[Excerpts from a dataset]
###
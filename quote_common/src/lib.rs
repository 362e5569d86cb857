//!
//! Common types and utilities shared by the quote generator, consumer and gateway.
//!
//! This crate aggregates:
//! - `error` — unified error type `QuoteError` used across the workspace.
//! - `result` — handy `Result<T, QuoteError>` alias.
//! - `quote` — the `Quote` message streamed to subscribers.
//! - `command` — the `StreamRequest` a subscriber sends when opening a stream.
//! - `wire` — newline-delimited JSON framing for the streaming protocol.
//! - `symbols` — symbol list and price table parsing helpers.
//! - `net` — networking defaults and address validation.
//! - `shutdown` — `CancelToken` used to stop background loops.
#![warn(missing_docs)]
pub mod command;
pub mod error;
pub mod net;
pub mod quote;
pub mod result;
pub mod shutdown;
pub mod symbols;
pub mod wire;

pub use command::StreamRequest;
pub use error::QuoteError;
pub use quote::Quote;
pub use result::Result;
pub use shutdown::CancelToken;
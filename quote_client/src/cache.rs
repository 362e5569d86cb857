//! Local mirror of the generator's prices.
//!
//! The `QuoteCache` is written only by the `StreamingClient` that owns it and read by any
//! number of HTTP handlers. Reads never touch the network: they take the shared lock,
//! copy what they need and return.

use std::collections::HashMap;

use log::debug;
use parking_lot::RwLock;

/// Symbol → last received price.
#[derive(Debug, Default)]
pub struct QuoteCache {
    quotes: RwLock<HashMap<String, f64>>,
}

impl QuoteCache {
    pub fn new() -> Self {
        Self::default()
    }

    /// Store the latest price for `symbol`.
    pub(crate) fn upsert(&self, symbol: &str, price: f64) {
        self.quotes.write().insert(symbol.to_string(), price);
        debug!("Quote updated: {} = {:.2}", symbol, price);
    }

    /// Cached price for an exact symbol match.
    pub fn get(&self, symbol: &str) -> Option<f64> {
        self.quotes.read().get(symbol).copied()
    }

    /// Independent copy of every cached price.
    pub fn get_all(&self) -> HashMap<String, f64> {
        self.quotes.read().clone()
    }

    pub fn len(&self) -> usize {
        self.quotes.read().len()
    }

    pub fn is_empty(&self) -> bool {
        self.quotes.read().is_empty()
    }
}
###
Instructions to follow: Restate verbatim the first line above and all lines after it through the line containing "opening a stream."; omit the rest.

Exercise answer:
filename quote_common/src/lib.rs
repository 362e5569d86cb857
//!
//! Common types and utilities shared by the quote generator, consumer and gateway.
//!
//! This crate aggregates:
//! - `error` — unified error type `QuoteError` used across the workspace.
//! - `result` — handy `Result<T, QuoteError>` alias.
//! - `quote` — the `Quote` message streamed to subscribers.
//! - `command` — the `StreamRequest` a subscriber sends when opening a stream.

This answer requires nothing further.